-- What is required --
This exercise asks for every line of the material that contains the word "error".

-- Raw data --
--------------------
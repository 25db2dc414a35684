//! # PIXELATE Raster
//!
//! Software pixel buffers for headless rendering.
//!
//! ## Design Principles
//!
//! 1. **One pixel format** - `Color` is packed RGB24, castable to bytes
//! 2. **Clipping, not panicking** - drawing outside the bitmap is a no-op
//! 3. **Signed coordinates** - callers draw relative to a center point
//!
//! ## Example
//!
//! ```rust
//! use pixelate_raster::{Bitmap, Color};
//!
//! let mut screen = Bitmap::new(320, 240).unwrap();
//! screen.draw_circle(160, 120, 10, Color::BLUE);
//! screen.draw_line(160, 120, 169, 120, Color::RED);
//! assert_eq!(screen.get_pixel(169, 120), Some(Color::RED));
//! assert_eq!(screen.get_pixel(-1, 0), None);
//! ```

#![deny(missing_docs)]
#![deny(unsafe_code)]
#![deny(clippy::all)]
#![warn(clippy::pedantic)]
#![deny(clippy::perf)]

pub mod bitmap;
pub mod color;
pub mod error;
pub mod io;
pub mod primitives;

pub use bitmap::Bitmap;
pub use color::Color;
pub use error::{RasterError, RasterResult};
--------------------
-- Task answer --
pub mod error;
pub use error::{RasterError, RasterResult};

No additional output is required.